Laboratory culturing of E. chlorotica. (A) Free-swimming E. chlorotica veliger larvae. (Scale bar, 100 μm.) Under laboratory conditions, the veliger larvae develop and emerge from plastid-free sea slug–fertilized eggs within approximately 7 days. The green coloring in the digestive gut is attributable to planktonic feeding and not to the acquisition of plastids at this stage. Metamorphosis of the larvae to juvenile sea slugs requires the presence of filaments of V. litorea. (B) Metamorphosed juvenile sea slug feeding for the first time on V. litorea. (Scale bar, 500 μm.) The grayish-brown juveniles lose their shell, and there is an obligate requirement for plastid acquisition for continued development. This is fulfilled by the voracious feeding of the juveniles on filaments of V. litorea. (Also see Movie S1). (C) Young adult sea slug 5 days after first feeding. (Scale bar, 500 μm.) By a mechanism not yet understood, the sea slugs selectively retain only the plastids in cells that line their highly branched digestive tract. (D) Adult sea slug. (Scale bar, 500 μm.) As the sea slugs further develop and grow in size, the expanding digestive diverticuli spread the plastids throughout the entire body of the mollusc, yielding a uniform green coloring. (Also see Movie S2.) From these controlled rearing studies, we were able to conclude that the only source of plastids in our experimental sea slugs was V. litorea.

Fig. 2.

Map of the ptDNA of V. litorea.
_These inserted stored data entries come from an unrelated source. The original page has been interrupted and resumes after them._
#[cfg(test)]
mod tests {
    use super::*;
    use chrono::Utc;
    use folio_core::DuplicateCandidate;
    use uuid::Uuid;

    fn record(fields: Vec<(&str, JsonValue, f32)>) -> NormalizedRecord {
        NormalizedRecord {
            entity_type: "edition".to_string(),
            entity_ref: "isbn:9780786915606".to_string(),
            fields: fields
                .into_iter()
                .map(|(name, value, conf)| (name.to_string(), FieldValue::new(value, conf)))
                .collect(),
            duplicate_candidates: vec![],
        }
    }

    fn provenance(field: &str, source: &str, confidence: f32, trust: f32) -> FieldProvenance {
        FieldProvenance {
            id: Uuid::new_v4(),
            entity_type: "edition".to_string(),
            entity_id: "isbn:9780786915606".to_string(),
            field_name: field.to_string(),
            source_name: source.to_string(),
            source_record_id: None,
            source_url: None,
            confidence,
            trust_weight: trust,
            license: None,
            locked: false,
            locked_by: None,
            lock_reason: None,
            fetched_at: Utc::now(),
            updated_at: Utc::now(),
        }
    }

    fn locked(mut row: FieldProvenance) -> FieldProvenance {
        row.locked = true;
        row.locked_by = Some("curator".to_string());
        row
    }

    #[test]
    fn test_fresh_fields_are_applied() {
        let source = SourceMeta::new("pricewatch", 0.8);
        let rec = record(vec![("market_price", json!(12.5), 0.9)]);

        let plan = plan_merge(&rec, &source, &[], &MergeConfig::default());
        assert_eq!(plan.apply.len(), 1);
        assert!(plan.quarantine.is_none());
    }

    #[test]
    fn test_low_confidence_record_is_quarantined_wholesale() {
        let source = SourceMeta::new("scrapey", 0.4);
        let rec = record(vec![
            ("title", json!("Drgons of Atumn"), 0.3),
            ("author", json!("M. Wies"), 0.2),
        ]);

        let plan = plan_merge(&rec, &source, &[], &MergeConfig::default());
        assert!(plan.apply.is_empty());
        let q = plan.quarantine.expect("low confidence must quarantine");
        assert_eq!(q.reason, QuarantineReason::LowConfidence);
    }

    #[test]
    fn test_fuzzy_duplicate_is_quarantined() {
        let source = SourceMeta::new("bibliodata", 0.9);
        let mut rec = record(vec![("title", json!("Dragons of Autumn Twilight"), 0.95)]);
        rec.duplicate_candidates = vec![DuplicateCandidate {
            entity_ref: "isbn:9780880381734".to_string(),
            score: 0.8,
        }];

        let plan = plan_merge(&rec, &source, &[], &MergeConfig::default());
        assert!(plan.apply.is_empty());
        let q = plan.quarantine.unwrap();
        assert_eq!(q.reason, QuarantineReason::FuzzyMatch);
        assert!(q.duplicate_candidates.is_some());
    }

    #[test]
    fn test_clear_duplicate_scores_do_not_quarantine() {
        let source = SourceMeta::new("bibliodata", 0.9);
        let mut rec = record(vec![("title", json!("Dragons of Autumn Twilight"), 0.95)]);
        // Above the band: safe automatic match. Below: clearly distinct.
        rec.duplicate_candidates = vec![
            DuplicateCandidate {
                entity_ref: "isbn:9780880381734".to_string(),
                score: 0.99,
            },
            DuplicateCandidate {
                entity_ref: "isbn:9780140187394".to_string(),
                score: 0.1,
            },
        ];

        let plan = plan_merge(&rec, &source, &[], &MergeConfig::default());
        assert_eq!(plan.apply.len(), 1);
        assert!(plan.quarantine.is_none());
    }

    #[test]
    fn test_locked_field_is_skipped() {
        let source = SourceMeta::new("pricewatch", 0.9);
        let rec = record(vec![("market_price", json!(9.99), 0.99)]);
        let existing = vec![locked(provenance("market_price", "curator", 1.0, 1.0))];

        let plan = plan_merge(&rec, &source, &existing, &MergeConfig::default());
        assert!(plan.apply.is_empty());
        assert_eq!(plan.skipped_locked, vec!["market_price".to_string()]);
        assert!(plan.quarantine.is_none());
    }

    #[test]
    fn test_same_source_refresh_is_applied() {
        let source = SourceMeta::new("pricewatch", 0.3);
        let rec = record(vec![("market_price", json!(11.0), 0.5)]);
        let existing = vec![provenance("market_price", "pricewatch", 0.9, 0.3)];

        let plan = plan_merge(&rec, &source, &existing, &MergeConfig::default());
        assert_eq!(plan.apply.len(), 1);
    }

    #[test]
    fn test_higher_score_wins() {
        let source = SourceMeta::new("bibliodata", 0.9);
        let rec = record(vec![("page_count", json!(448), 0.9)]);
        let existing = vec![provenance("page_count", "scrapey", 0.9, 0.2)];

        let plan = plan_merge(&rec, &source, &existing, &MergeConfig::default());
        assert_eq!(plan.apply.len(), 1);
        assert!(plan.quarantine.is_none());
    }

    #[test]
    fn test_low_trust_source_cannot_clobber() {
        let source = SourceMeta::new("scrapey", 0.2);
        let rec = record(vec![("page_count", json!(9000), 0.9)]);
        let existing = vec![provenance("page_count", "bibliodata", 0.9, 0.9)];

        let plan = plan_merge(&rec, &source, &existing, &MergeConfig::default());
        assert!(plan.apply.is_empty());
        assert_eq!(plan.skipped_outranked, vec!["page_count".to_string()]);
        assert!(plan.quarantine.is_none(), "untrusted loser is not a conflict");
    }

    #[test]
    fn test_trusted_disagreement_is_a_conflict() {
        let source = SourceMeta::new("fandom", 0.8);
        let rec = record(vec![("affiliation", json!("red robes"), 0.7)]);
        let existing = vec![provenance("affiliation", "wikia", 0.95, 0.9)];

        let plan = plan_merge(&rec, &source, &existing, &MergeConfig::default());
        assert!(plan.apply.is_empty());
        let q = plan.quarantine.unwrap();
        assert_eq!(q.reason, QuarantineReason::Conflict);
        let competing = q.competing_values.unwrap();
        assert!(competing.get("affiliation").is_some());
    }

    #[test]
    fn test_mixed_plan_applies_and_conflicts_independently() {
        let source = SourceMeta::new("fandom", 0.8);
        let rec = record(vec![
            ("affiliation", json!("red robes"), 0.7), // conflicts
            ("home", json!("Palanthas"), 0.9),        // fresh, applies
        ]);
        let existing = vec![provenance("affiliation", "wikia", 0.95, 0.9)];

        let plan = plan_merge(&rec, &source, &existing, &MergeConfig::default());
        assert_eq!(plan.apply.len(), 1);
        assert!(plan.apply.contains_key("home"));
        assert!(plan.quarantine.is_some());
    }
}
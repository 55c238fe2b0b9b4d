//! Per-job circuit breaker.
//!
//! One breaker per job name, never shared, so a failing source cannot
//! block unrelated jobs. Transitions are pure functions over an immutable
//! [`BreakerState`]: the job's call path and the self-healer can both
//! read/restore state without racing on in-place mutation. The state is
//! persisted into the job's checkpoint row after every recorded call and
//! restored before the first call on process start, so restarts do not
//! reset backoff.

use std::time::Duration;

use chrono::{DateTime, Utc};
use serde::{Deserialize, Serialize};

use crate::defaults;

/// Circuit breaker states.
#[derive(Debug, Clone, Copy, PartialEq, Eq, Serialize, Deserialize, utoipa::ToSchema)]
#[serde(rename_all = "snake_case")]
pub enum CircuitState {
    /// Calls pass through; failures are counted.
    Closed,
    /// Calls are rejected without I/O until the backoff window elapses.
    Open,
    /// Exactly one trial call is in flight.
    HalfOpen,
}

impl CircuitState {
    pub fn as_str(&self) -> &'static str {
        match self {
            CircuitState::Closed => "closed",
            CircuitState::Open => "open",
            CircuitState::HalfOpen => "half_open",
        }
    }
}

/// Outcome of a wrapped source call.
#[derive(Debug, Clone, Copy, PartialEq, Eq)]
pub enum CallOutcome {
    Success,
    Failure,
}

/// Tuning for one job's breaker.
#[derive(Debug, Clone)]
pub struct BreakerConfig {
    /// Consecutive failures that trip the breaker.
    pub failure_threshold: u32,
    /// Base recovery timeout, scaled by the backoff multiplier.
    pub recovery_timeout: Duration,
    /// Cap on the power-of-two backoff multiplier.
    pub max_backoff_multiplier: u32,
    /// Optional error-rate mode: open when the failure rate over the
    /// last [`defaults::BREAKER_ERROR_RATE_WINDOW`] calls exceeds this,
    /// even below the consecutive-failure count.
    pub error_rate_threshold: Option<f64>,
}

impl Default for BreakerConfig {
    fn default() -> Self {
        Self {
            failure_threshold: defaults::BREAKER_FAILURE_THRESHOLD,
            recovery_timeout: Duration::from_secs(defaults::BREAKER_RECOVERY_TIMEOUT_SECS),
            max_backoff_multiplier: defaults::BREAKER_MAX_BACKOFF_MULTIPLIER,
            error_rate_threshold: None,
        }
    }
}

impl BreakerConfig {
    /// Lenient preset for best-effort matching jobs: tolerates more
    /// consecutive failures, no error-rate tripwire.
    pub fn lenient() -> Self {
        Self {
            failure_threshold: defaults::BREAKER_FAILURE_THRESHOLD * 2,
            ..Self::default()
        }
    }

    /// Strict preset for quota-critical sync jobs: error-rate mode on.
    pub fn strict() -> Self {
        Self {
            error_rate_threshold: Some(defaults::BREAKER_ERROR_RATE_THRESHOLD),
            ..Self::default()
        }
    }

    pub fn with_failure_threshold(mut self, n: u32) -> Self {
        self.failure_threshold = n.max(1);
        self
    }

    pub fn with_recovery_timeout(mut self, timeout: Duration) -> Self {
        self.recovery_timeout = timeout;
        self
    }

    pub fn with_max_backoff_multiplier(mut self, cap: u32) -> Self {
        self.max_backoff_multiplier = cap.max(1);
        self
    }

    pub fn with_error_rate_threshold(mut self, threshold: Option<f64>) -> Self {
        self.error_rate_threshold = threshold;
        self
    }
}

/// Persisted breaker state, embedded in the checkpoint row as JSON.
#[derive(Debug, Clone, PartialEq, Serialize, Deserialize)]
pub struct BreakerState {
    pub state: CircuitState,
    pub consecutive_failures: u32,
    pub backoff_multiplier: u32,
    pub opened_at: Option<DateTime<Utc>>,
    pub last_failure_at: Option<DateTime<Utc>>,
    /// Rolling window of recent call outcomes (true = success), newest
    /// last, bounded at [`defaults::BREAKER_ERROR_RATE_WINDOW`].
    #[serde(default)]
    pub recent_outcomes: Vec<bool>,
}

impl Default for BreakerState {
    fn default() -> Self {
        Self {
            state: CircuitState::Closed,
            consecutive_failures: 0,
            backoff_multiplier: 1,
            opened_at: None,
            last_failure_at: None,
            recent_outcomes: Vec::new(),
        }
    }
}

/// Gate decision for a prospective call.
#[derive(Debug, Clone, PartialEq, Eq)]
pub enum Decision {
    /// The call may proceed. `trial` marks the single half-open probe.
    Permit { trial: bool },
    /// The call is rejected without I/O.
    Reject { retry_after: Duration },
}

/// A state change worth auditing.
#[derive(Debug, Clone, PartialEq, Eq)]
pub struct TransitionEvent {
    pub from: CircuitState,
    pub to: CircuitState,
    pub consecutive_failures: u32,
    /// How long callers should wait before the next admission, when the
    /// new state is open.
    pub retry_after: Option<Duration>,
}

fn backoff_window(config: &BreakerConfig, multiplier: u32) -> Duration {
    config.recovery_timeout.saturating_mul(multiplier.max(1))
}

/// Gate a prospective call.
///
/// Pure: returns the (possibly advanced) state alongside the decision.
/// An open breaker whose backoff window has elapsed advances to
/// half-open and admits exactly one trial; further checks while the
/// trial is in flight are rejected.
pub fn check(
    state: &BreakerState,
    config: &BreakerConfig,
    now: DateTime<Utc>,
) -> (BreakerState, Decision) {
    match state.state {
        CircuitState::Closed => (state.clone(), Decision::Permit { trial: false }),
        CircuitState::HalfOpen => (
            state.clone(),
            Decision::Reject {
                retry_after: config.recovery_timeout,
            },
        ),
        CircuitState::Open => {
            let window = backoff_window(config, state.backoff_multiplier);
            let reopen_at = state
                .opened_at
                .unwrap_or(now)
                .checked_add_signed(
                    chrono::Duration::from_std(window)
                        .unwrap_or_else(|_| chrono::Duration::zero()),
                )
                .unwrap_or(now);

            if now >= reopen_at {
                let mut next = state.clone();
                next.state = CircuitState::HalfOpen;
                (next, Decision::Permit { trial: true })
            } else {
                let remaining = (reopen_at - now)
                    .to_std()
                    .unwrap_or(config.recovery_timeout);
                (
                    state.clone(),
                    Decision::Reject {
                        retry_after: remaining,
                    },
                )
            }
        }
    }
}

/// Record a call outcome.
///
/// Pure: returns the next state and, when the state changed, an event
/// for the audit trail.
pub fn transition(
    state: &BreakerState,
    config: &BreakerConfig,
    outcome: CallOutcome,
    now: DateTime<Utc>,
) -> (BreakerState, Option<TransitionEvent>) {
    let mut next = state.clone();
    next.recent_outcomes.push(outcome == CallOutcome::Success);
    let excess = next
        .recent_outcomes
        .len()
        .saturating_sub(defaults::BREAKER_ERROR_RATE_WINDOW);
    if excess > 0 {
        next.recent_outcomes.drain(..excess);
    }

    match (state.state, outcome) {
        (CircuitState::Closed, CallOutcome::Success) => {
            next.consecutive_failures = 0;
            (next, None)
        }
        (CircuitState::Closed, CallOutcome::Failure) => {
            next.consecutive_failures = state.consecutive_failures + 1;
            next.last_failure_at = Some(now);

            let tripped_consecutive = next.consecutive_failures >= config.failure_threshold;
            let tripped_rate = config
                .error_rate_threshold
                .map(|threshold| {
                    next.recent_outcomes.len() >= defaults::BREAKER_ERROR_RATE_WINDOW
                        && error_rate(&next.recent_outcomes) > threshold
                })
                .unwrap_or(false);

            if tripped_consecutive || tripped_rate {
                next.state = CircuitState::Open;
                next.opened_at = Some(now);
                next.backoff_multiplier = state.backoff_multiplier.max(1);
                let retry_after = backoff_window(config, next.backoff_multiplier);
                let event = TransitionEvent {
                    from: CircuitState::Closed,
                    to: CircuitState::Open,
                    consecutive_failures: next.consecutive_failures,
                    retry_after: Some(retry_after),
                };
                (next, Some(event))
            } else {
                (next, None)
            }
        }
        (CircuitState::HalfOpen, CallOutcome::Success) => {
            next.state = CircuitState::Closed;
            next.consecutive_failures = 0;
            next.backoff_multiplier = 1;
            next.opened_at = None;
            let event = TransitionEvent {
                from: CircuitState::HalfOpen,
                to: CircuitState::Closed,
                consecutive_failures: 0,
                retry_after: None,
            };
            (next, Some(event))
        }
        (CircuitState::HalfOpen, CallOutcome::Failure) => {
            next.state = CircuitState::Open;
            next.consecutive_failures = state.consecutive_failures + 1;
            next.last_failure_at = Some(now);
            next.opened_at = Some(now);
            next.backoff_multiplier = state
                .backoff_multiplier
                .saturating_mul(2)
                .min(config.max_backoff_multiplier);
            let retry_after = backoff_window(config, next.backoff_multiplier);
            let event = TransitionEvent {
                from: CircuitState::HalfOpen,
                to: CircuitState::Open,
                consecutive_failures: next.consecutive_failures,
                retry_after: Some(retry_after),
            };
            (next, Some(event))
        }
        // An outcome reported against an already-open breaker carries no
        // admission to act on; keep the bookkeeping only.
        (CircuitState::Open, CallOutcome::Success) => (next, None),
        (CircuitState::Open, CallOutcome::Failure) => {
            next.consecutive_failures = state.consecutive_failures + 1;
            next.last_failure_at = Some(now);
            (next, None)
        }
    }
}

fn error_rate(outcomes: &[bool]) -> f64 {
    if outcomes.is_empty() {
        return 0.0;
    }
    let failures = outcomes.iter().filter(|ok| !**ok).count();
    failures as f64 / outcomes.len() as f64
}

/// Owned breaker a runner holds for the duration of one job invocation.
///
/// Thin stateful shell over the pure `check`/`transition` functions.
#[derive(Debug, Clone)]
pub struct CircuitBreaker {
    job_name: String,
    config: BreakerConfig,
    state: BreakerState,
}

impl CircuitBreaker {
    /// Restore a breaker from its persisted snapshot, or start fresh.
    pub fn restore(
        job_name: impl Into<String>,
        config: BreakerConfig,
        snapshot: Option<BreakerState>,
    ) -> Self {
        Self {
            job_name: job_name.into(),
            config,
            state: snapshot.unwrap_or_default(),
        }
    }

    pub fn job_name(&self) -> &str {
        &self.job_name
    }

    pub fn state(&self) -> &BreakerState {
        &self.state
    }

    /// Snapshot for persistence into the checkpoint row.
    pub fn snapshot(&self) -> BreakerState {
        self.state.clone()
    }

    /// Gate a prospective call, advancing open → half-open when due.
    pub fn check(&mut self, now: DateTime<Utc>) -> Decision {
        let (next, decision) = check(&self.state, &self.config, now);
        self.state = next;
        decision
    }

    /// Record a call outcome, returning any transition for the audit trail.
    pub fn record(&mut self, outcome: CallOutcome, now: DateTime<Utc>) -> Option<TransitionEvent> {
        let (next, event) = transition(&self.state, &self.config, outcome, now);
        self.state = next;
        event
    }
}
Genes on the outside are transcribed in the clockwise direction, whereas genes on the inside are transcribed in the counterclockwise direction. Genes are color coded according to their function as shown. tRNAs are listed by the one-letter amino acid code followed by the anticodon. The only gene with an intron (L-uaa) is indicated by an asterisk.

Fig. 3.

Expression of psbO in V. litorea and E. chlorotica. (A) RT-PCR using heterologous primers to psbO amplified a 452-bp fragment from both algal and adult sea slug cDNA. Water served as the negative control. Standards were a 1-kb Plus DNA ladder (Invitrogen). Vli, Vaucheria litorea, Ecl, Elysia chlorotica. (B) Northern blot analysis employing the cloned V. litorea 452 bp psbO product as probe hybridized with a 1.2-kb transcript for V. litorea and E. chlorotica as well as a 1.6-kb transcript in the sea slug. RNA Millennium Size Markers (Ambion) were run to estimate transcript size. (C) Homologous primers were designed from the RACE-amplified sequence of the V. litorea psbO fragment in A. By PCR, these primers amplified a 963-bp product from genomic DNA of V. litorea and E. chlorotica eggs and adult tissue as well as E. chlorotica adult cDNA by RT-PCR. (D) Translation of the psbO sequences obtained from the 963-bp products in B, for both V. litorea and E. chlorotica, yielded an identical amino acid sequence with a putative tripartite targeting signal for MSP. The signal sequence is in red, the transit peptide is in blue, and the thylakoid targeting domain is in green. Note the highly conserved phenylalanine residue at the cleavage site of the signal sequence.

Fig. 4.

Map of the mtDNA of the sacoglossan mollusc E. chlorotica. Genes transcribed clockwise are shown on the outside of the circle, whereas those transcribed counterclockwise are shown to the inside of the circle. Names of tRNA genes are indicated by the three-letter amino acid code with the two leucine and two serine tRNAs differentiated by + and − signs, recognizing codons UAG and UAA for leucine and AGN and UCN for serine, respectively.